Old wounds reopened for Senzo’s family as murder trial postponed again
The Meyiwa family say the continued delays and the new documentary about the murder are opening old wounds.
Senzo Meyiwa’s sister Nomalanga Meyiwa at the Pretoria High Court during the appearance of the five accused in the Senzo Meyiwa matter, 11 April 2022, Pretoria. PHOTO: Supplied
The family of slain soccer star, Senzo Meyiwa are battling to cope with the drama surrounding the trial of his alleged killers, especially after a new Netflix documentary with a focus on the murder was recently released, and yet another postponement of the trial.
Meyiwa was shot dead while visiting the home of his then-girlfriend singer Kelly Khumalo in Vosloorus in October 2014.
A full courtroom waited eagerly for the case against the five accused to commence as the accused arrived in drips and drabs on Monday morning.
When they finally arrived, the five accused, Muzikawukhulelwa S’Themba Sibiya, Bongani Sandiso Ntanzi, Mthobisi Prince Mncube, Mthokoziseni Ziphozonke Maphisa, and Sifokuhle Nkani Sifiso Ntuli sat in the dock of the Pretoria High Court with their heads down.
The case was eventually postponed to allow for one of the accused to consult with his legal team.
They face charges of murder, attempted murder, armed robbery, possession of firearms without a license, and the possession of ammunition.
In the past eight years, many speculations surrounding the murder, included that it was a possible hit or involved a love triangle.
AfriForum’s Private Prosecution Unit led by Advocate Gerrie Nel who had a watching brief on behalf of Senzo’s mother Ntombifuthi Meyiwa said that the postponement was disappointing.
“It is reasonable to allow accused five the opportunity to consult with his counsel,” he said.
Nel added the court and police owed the community, the supporters, and the family justice.
Meyiwa’s two sisters Zuma and Nomalanga Meyiwa were emotional when they spoke about his death and the case.
“We are trying to cope but it is very hard. We hope for justice, that’s all we hope for,” Zama said.
Nomalanga said the continued delays weren’t making things any easier.
“We are hoping to hear the truth,” she said.
The new documentary on Netflix about Meyiwa has also opened old wounds.
“Watching it felt like the day we heard the news of his passing,” a tearful Zama said.
Monday’s postponement was the result of Advocate Zandile Mshololo, representing Ntuli, asking Judge Tshifhiwa Maumela to postpone the matter to give her time to consult her client about the statements the state released two weeks before the trial was set to go to court.

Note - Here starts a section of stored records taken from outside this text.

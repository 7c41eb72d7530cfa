//! Cycle detection in directed graphs.

use super::Graph;
use crate::Result;
use crate::models::{Directed, Edge, EdgeId, NodeId, NodeKey};
use std::collections::{HashMap, HashSet};
use tracing::debug;

/// A path of nodes that returns to where it started
#[derive(Debug, Clone, PartialEq, Eq)]
pub struct CyclePath {
    pub path: Vec<NodeId>,
}

impl CyclePath {
    pub fn new(path: Vec<NodeId>) -> Self {
        Self { path }
    }

    /// Format the cycle with node names, e.g. `a → b → a`
    pub fn format(&self, graph: &Graph<Directed>) -> String {
        self.path
            .iter()
            .map(|id| graph.node_name(*id).map_or_else(|| id.to_string(), str::to_string))
            .collect::<Vec<_>>()
            .join(" → ")
    }
}

#[derive(Debug, Clone, Copy, PartialEq, Eq)]
enum Mark {
    OnPath,
    Done,
}

/// A node on the DFS path and how far its outgoing edges have been walked
#[derive(Debug)]
struct Frame {
    node: NodeId,
    outgoing: Vec<EdgeId>,
    next: usize,
}

impl Frame {
    fn new(graph: &Graph<Directed>, node: NodeId) -> Self {
        Self {
            node,
            outgoing: graph.outgoing_edges(node),
            next: 0,
        }
    }

    /// Advance to the end of the next outgoing edge, or `None` when exhausted
    fn next_target(&mut self, graph: &Graph<Directed>) -> Option<Option<NodeId>> {
        let edge_id = *self.outgoing.get(self.next)?;
        self.next += 1;
        Some(graph.edge(edge_id).and_then(Edge::end))
    }
}

/// Find one cycle in the graph, if any
///
/// Walks outgoing edges depth-first from every node in insertion order. The
/// path lives on an explicit stack, so long chains cannot exhaust the call stack.
pub fn find_cycle(graph: &Graph<Directed>) -> Option<CyclePath> {
    let mut marks: HashMap<NodeId, Mark> = HashMap::with_capacity(graph.node_count());
    let mut stack: Vec<Frame> = Vec::new();

    for root in graph.nodes() {
        if marks.contains_key(&root.id()) {
            continue;
        }
        marks.insert(root.id(), Mark::OnPath);
        stack.push(Frame::new(graph, root.id()));

        while let Some(frame) = stack.last_mut() {
            let Some(target) = frame.next_target(graph) else {
                marks.insert(frame.node, Mark::Done);
                stack.pop();
                continue;
            };
            let Some(next) = target else {
                continue;
            };

            match marks.get(&next) {
                Some(Mark::OnPath) => {
                    // Close the cycle from where `next` entered the path
                    let start = stack.iter().position(|f| f.node == next).unwrap_or(0);
                    let mut cycle: Vec<NodeId> = stack[start..].iter().map(|f| f.node).collect();
                    cycle.push(next);
                    debug!(graph = graph.name(), length = cycle.len(), "found cycle");
                    return Some(CyclePath::new(cycle));
                }
                Some(Mark::Done) => {}
                None => {
                    marks.insert(next, Mark::OnPath);
                    stack.push(Frame::new(graph, next));
                }
            }
        }
    }

    None
}

/// Check whether adding an edge `from -> to` would close a cycle
///
/// Returns the cycle the new edge would create, starting and ending at `from`.
/// Lookup failures are errors; an existing cycle elsewhere is ignored.
pub fn would_create_cycle<'a, 'b>(
    graph: &Graph<Directed>,
    from: impl Into<NodeKey<'a>>,
    to: impl Into<NodeKey<'b>>,
) -> Result<Option<CyclePath>> {
    let from = graph.find_node(from)?;
    let to = graph.find_node(to)?;

    // The new edge closes a cycle if `from` is already reachable from `to`
    let found = find_path(graph, to, from).map(|path| {
        let mut cycle = vec![from];
        cycle.extend(path);
        CyclePath::new(cycle)
    });

    Ok(found)
}

/// DFS to find a path from `start` to `target`, both included
fn find_path(graph: &Graph<Directed>, start: NodeId, target: NodeId) -> Option<Vec<NodeId>> {
    if start == target {
        return Some(vec![start]);
    }

    let mut visited: HashSet<NodeId> = HashSet::from([start]);
    let mut stack: Vec<Frame> = vec![Frame::new(graph, start)];

    while let Some(frame) = stack.last_mut() {
        let Some(target_of_edge) = frame.next_target(graph) else {
            stack.pop();
            continue;
        };
        let Some(next) = target_of_edge else {
            continue;
        };

        if next == target {
            let mut path: Vec<NodeId> = stack.iter().map(|f| f.node).collect();
            path.push(next);
            return Some(path);
        }
        if visited.insert(next) {
            stack.push(Frame::new(graph, next));
        }
    }

    None
}

#[cfg(test)]
mod tests {
    use super::*;
    use crate::error::GraphError;
    use crate::graph::DirectedAcyclicGraph;

    fn dag(nodes: &[&str], edges: &[(&str, &str)]) -> DirectedAcyclicGraph {
        let mut g = DirectedAcyclicGraph::new("test");
        for name in nodes {
            g.build_node(*name);
        }
        for (from, to) in edges {
            g.build_edge(*from, *to).unwrap();
        }
        g
    }

    #[test]
    fn test_find_cycle_none() {
        let g = dag(&["a", "b", "c"], &[("a", "b"), ("b", "c"), ("a", "c")]);
        assert!(find_cycle(&g).is_none());
    }

    #[test]
    fn test_find_cycle_found() {
        let g = dag(
            &["start", "a", "b", "c"],
            &[("start", "a"), ("a", "b"), ("b", "c"), ("c", "a")],
        );

        let cycle = find_cycle(&g).unwrap();
        assert_eq!(cycle.format(&g), "a → b → c → a");
    }

    #[test]
    fn test_find_cycle_self_loop() {
        let g = dag(&["a"], &[("a", "a")]);

        let cycle = find_cycle(&g).unwrap();
        assert_eq!(cycle.format(&g), "a → a");
    }

    #[test]
    fn test_long_chain_does_not_exhaust_the_stack() {
        const LEN: usize = 100_000;
        let mut g = DirectedAcyclicGraph::new("chain");
        let ids: Vec<NodeId> = (0..LEN).map(|i| g.build_node(format!("n{i}"))).collect();
        for pair in ids.windows(2) {
            g.build_edge(pair[0], pair[1]).unwrap();
        }

        assert!(g.is_valid());
        assert!(find_cycle(&g).is_none());

        let closing = would_create_cycle(&g, ids[LEN - 1], ids[0]).unwrap().unwrap();
        assert_eq!(closing.path.len(), LEN + 1);
        assert_eq!(closing.path.first(), Some(&ids[LEN - 1]));
        assert_eq!(closing.path.last(), Some(&ids[LEN - 1]));

        g.build_edge(ids[LEN - 1], ids[0]).unwrap();
        let cycle = find_cycle(&g).unwrap();
        assert_eq!(cycle.path.len(), LEN + 1);
        assert_eq!(cycle.path.first(), Some(&ids[0]));
    }

    #[test]
    fn test_would_create_cycle_found() {
        // 1 -> 2 -> 3, adding 3 -> 1 closes 3 -> 1 -> 2 -> 3
        let g = dag(&["1", "2", "3"], &[("1", "2"), ("2", "3")]);

        let cycle = would_create_cycle(&g, "3", "1").unwrap().unwrap();
        assert_eq!(cycle.format(&g), "3 → 1 → 2 → 3");
    }

    #[test]
    fn test_would_create_cycle_none() {
        let g = dag(&["1", "2", "3", "4"], &[("1", "2"), ("2", "3")]);

        assert!(would_create_cycle(&g, "4", "1").unwrap().is_none());
        assert!(would_create_cycle(&g, "1", "3").unwrap().is_none());
        assert!(g.is_valid());
    }

    #[test]
    fn test_would_create_cycle_immediate_and_self() {
        let g = dag(&["a", "b"], &[("a", "b")]);

        let back = would_create_cycle(&g, "b", "a").unwrap().unwrap();
        assert_eq!(back.format(&g), "b → a → b");

        let own = would_create_cycle(&g, "a", "a").unwrap().unwrap();
        assert_eq!(own.format(&g), "a → a");
    }

    #[test]
    fn test_would_create_cycle_unknown_node() {
        let g = dag(&["a"], &[]);

        let err = would_create_cycle(&g, "a", "missing").unwrap_err();
        assert!(matches!(err, GraphError::NodeNotFound(ref key) if key == "missing"));
    }
}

Mshololo said not only was her client in Ebongweni Maximum Correctional Centre in Kokstad and her chambers in Durban, but she also wasn’t allowed to consult with him.
Prosecutor George Baloyi said it was easy to blame the state and added three witness statements were disclosed because the witnesses feared for their lives and had to be placed in witness protection.
Advocate Malesela Teffo, representing the four other accused, said he was between a rock and a hard place because his clients were ready to go on trial.
Teffo also complained of not having enough time to consult with his clients who were kept at different prisons, namely Kgosi Mampuru Correctional Services and Leeuwkop Correctional Services.
Neither Meyiwa’s wife Mandisa, nor his girlfriend Khumalo attended the court appearance.
Attorney Magdalene Moonsamy was in court as a watching brief for Khumalo, who is expected to testify later.